Sehari menjelang tenggat waktu pembayaran uang tebusan, nasib 10 Warga Negara Indonesia (WNI) yang menjadi korban penculikan di wilayah Filipina selatan masih belum jelas.

Pihak pemerintah Indonesia mengatakan telah menyiapkan uang tebusan untuk membebaskan 10 warga Indonesia yang ditawan di Filipina tersebut.

Menteri Pertahanan Ryamizard Ryacudu tidak menjelaskan dari mana sumber dana tebusan tersebut. Namun, ia menegaskan bahwa uang tersebut bukanlah uang negara. Menurutnya, pemerintah saat ini masih dalam “tahap negosiasi” seraya mengindikasikan bahwa pemerintah tidak melakukan serangan militer.

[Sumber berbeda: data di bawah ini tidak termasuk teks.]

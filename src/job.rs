// Copyright (C) 2023 setzer22 and contributors
//
// This Source Code Form is subject to the terms of the Mozilla Public
// License, v. 2.0. If a copy of the MPL was not distributed with this
// file, You can obtain one at https://mozilla.org/MPL/2.0/.

use std::io::Write;
use std::path::{Path, PathBuf};

use anyhow::{Context, Result};
use serde::{Deserialize, Serialize};

use seamkit_engine::mesh::selection::{SelectionExpression, SelectionGroups};
use seamkit_engine::prelude::*;
use seamkit_engine::seam::{OffsetOptions, SeamMeshEditor};
use seamkit_engine::topology::{
    ComponentSelection, EdgeLoop, ExtrudeOptions, MeshTopologyModel, SmoothOptions, VertexSplitMap,
};

use crate::obj_io;

/// A single edit. Selections use the selection expression syntax, e.g.
/// `"0..4, 7, @seam"`. Where a selection is optional, leaving it out means
/// the edges of the active loops.
#[derive(Clone, Debug, Serialize, Deserialize)]
pub enum Step {
    SetActiveEdges { edges: String },
    /// Selects the seam given by edges of the input mesh, on both sides of
    /// every cut made so far.
    TransferSeam { edges: String },
    Detach { edges: Option<String> },
    Offset(OffsetOptions),
    Extrude {
        edges: Option<String>,
        #[serde(default)]
        options: ExtrudeOptions,
    },
    Smooth(SmoothOptions),
    HardEdges { edges: Option<String>, threshold: f32 },
    Pull { vertices: String, distance: f32 },
    /// Copies positions back from the input mesh, following vertex origins.
    Update,
}

impl Step {
    pub fn name(&self) -> &'static str {
        match self {
            Step::SetActiveEdges { .. } => "SetActiveEdges",
            Step::TransferSeam { .. } => "TransferSeam",
            Step::Detach { .. } => "Detach",
            Step::Offset(_) => "Offset",
            Step::Extrude { .. } => "Extrude",
            Step::Smooth(_) => "Smooth",
            Step::HardEdges { .. } => "HardEdges",
            Step::Pull { .. } => "Pull",
            Step::Update => "Update",
        }
    }
}

/// A batch of edits over an OBJ mesh, read from a RON file. Relative paths
/// are relative to the job file.
#[derive(Clone, Debug, Serialize, Deserialize)]
pub struct Job {
    pub input: PathBuf,
    pub output: PathBuf,
    /// Where to dump the active loops and the vertex origins once all the
    /// steps ran
    #[serde(default)]
    pub loops: Option<PathBuf>,
    #[serde(default)]
    pub groups: SelectionGroups,
    pub steps: Vec<Step>,
    #[serde(skip)]
    base_dir: PathBuf,
}

/// What gets written to the loops dump
#[derive(Serialize)]
struct LoopsDump<'a> {
    loops: Vec<&'a EdgeLoop>,
    /// The active edges, grouped into connected runs
    groups: Vec<ComponentSelection>,
    origins: &'a VertexSplitMap,
}

impl Job {
    pub fn load(path: &Path) -> Result<Job> {
        let reader = std::io::BufReader::new(
            std::fs::File::open(path)
                .with_context(|| format!("Opening job file {}", path.display()))?,
        );
        let mut job: Job = ron::de::from_reader(reader)
            .with_context(|| format!("Parsing job file {}", path.display()))?;
        job.base_dir = path.parent().map(Path::to_path_buf).unwrap_or_default();
        Ok(job)
    }

    fn resolve(&self, path: &Path) -> PathBuf {
        self.base_dir.join(path)
    }

    fn select<Id>(&self, expression: &str, count: usize) -> Result<Vec<Id>>
    where
        Id: From<usize> + Ord,
    {
        let expression = SelectionExpression::parse(expression)?;
        Ok(expression.resolve(count, &self.groups)?)
    }

    fn select_edges(&self, model: &MeshTopologyModel, edges: &Option<String>) -> Result<Vec<EdgeId>> {
        match edges {
            Some(expression) => self.select(expression, model.mesh()?.num_edges()),
            None => Ok(model.active_edges()),
        }
    }

    pub fn run(&self) -> Result<()> {
        let source = obj_io::load(&self.resolve(&self.input))?;
        let mut model = MeshTopologyModel::from_mesh(&source)?;

        for (i, step) in self.steps.iter().enumerate() {
            log::info!("Step {}: {}", i + 1, step.name());
            self.run_step(&source, &mut model, step)
                .with_context(|| format!("Running step {} ({})", i + 1, step.name()))?;
        }

        let mesh = model.mesh()?;
        log::info!(
            "Result has {} vertices, {} faces and {} active loops",
            mesh.num_vertices(),
            mesh.num_faces(),
            model.num_active_loops()
        );
        obj_io::save(mesh, model.normals(), &self.resolve(&self.output))?;

        if let Some(loops) = &self.loops {
            let path = self.resolve(loops);
            let dump = LoopsDump {
                loops: model.active_loops().map(|(_, l)| l).collect(),
                groups: model
                    .group_connected_components(&ComponentSelection::Edges(model.active_edges()))?,
                origins: model.vertex_split_map(),
            };
            let text = ron::ser::to_string_pretty(&dump, ron::ser::PrettyConfig::default())?;
            let mut file = std::fs::File::create(&path)
                .with_context(|| format!("Creating {}", path.display()))?;
            file.write_all(text.as_bytes())?;
        }
        Ok(())
    }

    fn run_step(&self, source: &PolyMesh, model: &mut MeshTopologyModel, step: &Step) -> Result<()> {
        match step {
            Step::SetActiveEdges { edges } => {
                let edges = self.select(edges, model.mesh()?.num_edges())?;
                model.set_active_edges(&edges)?;
            }
            Step::TransferSeam { edges } => {
                let edges = self.select(edges, source.num_edges())?;
                SeamMeshEditor::new(model).transfer_edges(source, &edges)?;
            }
            Step::Detach { edges } => {
                let edges = self.select_edges(model, edges)?;
                model.detach_edges(&edges)?;
            }
            Step::Offset(options) => {
                SeamMeshEditor::new(model).offset_edgeloops(options)?;
            }
            Step::Extrude { edges, options } => {
                let edges = self.select_edges(model, edges)?;
                model.extrude_edges(&edges, options)?;
            }
            Step::Smooth(options) => {
                model.smooth_mesh(options)?;
            }
            Step::HardEdges { edges, threshold } => {
                let edges = self.select_edges(model, edges)?;
                SeamMeshEditor::new(model).set_hard_edges(&edges, *threshold)?;
            }
            Step::Pull { vertices, distance } => {
                let vertices: Vec<VertexId> = self.select(vertices, model.mesh()?.num_vertices())?;
                model.pull_vertices(&vertices, *distance)?;
            }
            Step::Update => {
                model.update_mesh(source)?;
            }
        }
        Ok(())
    }
}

“Saya pikir negosiasi itu bagus, karena operasi militer pasti ada dampak. Nanti ada yang mati. Kalau yang mati teroris ya enggak masalah, kalau yang mati rakyat kita kan disayangkan,” kata Ryamizard.

Latihan gabungan TNI di Tarakan. (istimewa)
Sebanyak 10 awak kapal WNI diculik pada tanggal 26 Maret lalu di perairan Tambulian, di lepas pantai Pulau Tapul, Kepulauan Sulu, Filipina.

Ryamizard memperkirakan bahwa penculik adalah kelompok pecahan Abu Sayyaf. Ia pun menjelaskan bahwa kelompok itu sedang kering dan kurang makan sehingga meminta tebusan. Sejumlah laporan menyebutkan bahwa para penculik meminta uang tebusan sebesar 50 juta peso atau sekitar Rp15 miliar, dengan batas waktu hingga hari Jumat esok.

Terkait operasi militer yang akan dilakukan oleh pasukan elit TNI, Panglima TNI Jenderal Gatot Nurmantyo menyampaikan bahwa pemerintah Filipina belum memberi izin kepada pemerintah Indonesia. Saat ini, pasukan TNI dalam siaga satu di Tarakan, untuk sewaktu-waktu melakukan pembebasan.